Chemists have stabilized an extremely reactive molecule in water, a result that confirms a 67-year-old theory about vitamin B1 and settles a question that has lingered since 1958. The team isolated the carbene, sealed it in a tube and found that it stayed intact for months.
The work, published in Science Advances, gives fresh support to Ronald Breslow’s proposal that vitamin B1 can transform into a carbene to drive key biochemical reactions. Vincent Lavallo said, "This is the first time anyone has been able to observe a stable carbene in water," and added, "People thought this was a crazy idea. But it turns out, Breslow was right."
To reach that result, the researchers used nuclear magnetic resonance spectroscopy and x-ray crystallography to analyze the molecule. Carbenes are usually highly unstable, with six valence electrons rather than the eight that make many molecules more comfortable, and they typically react almost immediately with whatever is around them. That is part of what made the water result so striking: scientists had not been able to directly observe the proposed vitamin B1 carbene-like structure in water before this study.
The chemistry matters beyond one stubborn molecule. Carbenes are already widely used as ligands in metal-based catalysts, and many chemical production processes still depend on toxic organic solvents. Raviprolu, who completed the research as a graduate student at UC Riverside and is now a postdoctoral researcher at UCLA, said, "We were making these reactive molecules to explore their chemistry, not chasing a historical theory," and, "But it turns out our work ended up confirming exactly what Breslow proposed all those years ago."
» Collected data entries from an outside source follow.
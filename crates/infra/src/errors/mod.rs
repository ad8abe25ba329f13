//! Infrastructure error conversions

mod conversions;

pub use conversions::{into_domain, InfraError};
//! Conversions from external infrastructure errors into domain errors.

use crewconnect_common::{OAuthClientError, TokenStoreError};
use crewconnect_domain::CrewConnectError;
use reqwest::Error as HttpError;

/// Error newtype that keeps conversions on the infrastructure side and can be
/// converted back into the domain error.
#[derive(Debug)]
pub struct InfraError(pub CrewConnectError);

impl From<InfraError> for CrewConnectError {
    fn from(value: InfraError) -> Self {
        value.0
    }
}

impl From<CrewConnectError> for InfraError {
    fn from(value: CrewConnectError) -> Self {
        InfraError(value)
    }
}

/// Convert any infrastructure error straight into the domain error.
pub fn into_domain(err: impl Into<InfraError>) -> CrewConnectError {
    err.into().0
}

trait IntoCrewConnectError {
    fn into_crewconnect(self) -> CrewConnectError;
}

/* -------------------------------------------------------------------------- */
/* reqwest::Error → CrewConnectError */
/* -------------------------------------------------------------------------- */

impl IntoCrewConnectError for HttpError {
    fn into_crewconnect(self) -> CrewConnectError {
        if self.is_timeout() {
            return CrewConnectError::Transport("HTTP request timed out".into());
        }

        if self.is_connect() {
            return CrewConnectError::Transport(format!("HTTP connection failure: {self}"));
        }

        if self.is_decode() {
            return CrewConnectError::unexpected_response(format!(
                "failed to decode response body: {self}"
            ));
        }

        if self.is_builder() {
            return CrewConnectError::Config(format!("invalid HTTP request: {self}"));
        }

        CrewConnectError::Transport(format!("HTTP request failed: {self}"))
    }
}

impl From<HttpError> for InfraError {
    fn from(value: HttpError) -> Self {
        InfraError(value.into_crewconnect())
    }
}

/* -------------------------------------------------------------------------- */
/* OAuthClientError → CrewConnectError */
/* -------------------------------------------------------------------------- */

impl IntoCrewConnectError for OAuthClientError {
    fn into_crewconnect(self) -> CrewConnectError {
        match self {
            OAuthClientError::RequestFailed(err) => err.into_crewconnect(),
            OAuthClientError::ConfigError(msg) => CrewConnectError::Config(msg),
            OAuthClientError::ParseError(msg) => {
                CrewConnectError::Authentication(format!("identity provider response: {msg}"))
            }
            other => CrewConnectError::Authentication(other.to_string()),
        }
    }
}

impl From<OAuthClientError> for InfraError {
    fn from(value: OAuthClientError) -> Self {
        InfraError(value.into_crewconnect())
    }
}

/* -------------------------------------------------------------------------- */
/* TokenStoreError → CrewConnectError */
/* -------------------------------------------------------------------------- */

impl IntoCrewConnectError for TokenStoreError {
    fn into_crewconnect(self) -> CrewConnectError {
        CrewConnectError::Storage(self.to_string())
    }
}

impl From<TokenStoreError> for InfraError {
    fn from(value: TokenStoreError) -> Self {
        InfraError(value.into_crewconnect())
    }
}

#[cfg(test)]
mod tests {
    use crewconnect_common::auth::OAuthError;

    use super::*;

    #[test]
    fn oauth_rejection_is_authentication() {
        let err = into_domain(OAuthClientError::OAuthError(OAuthError {
            error: "invalid_grant".into(),
            error_description: Some("refresh token expired".into()),
        }));

        match err {
            CrewConnectError::Authentication(msg) => assert!(msg.contains("invalid_grant")),
            other => panic!("expected authentication error, got {other:?}"),
        }
    }

    #[test]
    fn missing_refresh_token_is_authentication() {
        assert_eq!(into_domain(OAuthClientError::NoRefreshToken).label(), "authentication");
    }

    #[test]
    fn oauth_config_error_stays_config() {
        let err = into_domain(OAuthClientError::ConfigError("bad issuer".into()));
        assert_eq!(err, CrewConnectError::Config("bad issuer".into()));
    }

    #[test]
    fn store_errors_map_to_storage() {
        let err = into_domain(TokenStoreError::Corrupted("expected map".into()));
        assert_eq!(err.label(), "storage");
        assert!(err.to_string().contains("expected map"));
    }

    #[tokio::test]
    async fn connection_refused_is_transport() {
        let listener = std::net::TcpListener::bind("127.0.0.1:0").unwrap();
        let addr = listener.local_addr().unwrap();
        drop(listener);

        let err = reqwest::get(format!("http://{addr}")).await.unwrap_err();
        match into_domain(err) {
            CrewConnectError::Transport(msg) => assert!(msg.to_lowercase().contains("http")),
            other => panic!("expected transport error, got {other:?}"),
        }
    }
}
//! Testing utilities shared with downstream crates
//!
//! Enabled with the `test-utils` feature:
//! - **[`mocks`]**: in-memory identity provider and authorization-code
//!   provider that never touch the network or stdin

pub mod mocks;

pub use mocks::{MockIdentityProvider, StaticRedirectProvider};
He also said, "Water is the ideal solvent -- it's abundant, non-toxic, and environmentally friendly," and, "If we can get these powerful catalysts to work in water, that's a big step toward greener chemistry." That is the larger significance of the finding: if reactive catalysts can be made to function in water, the work could help make pharmaceuticals, fuels and other materials more cleanly. For Breslow’s idea, long treated as chemistry folklore, the answer is now plain.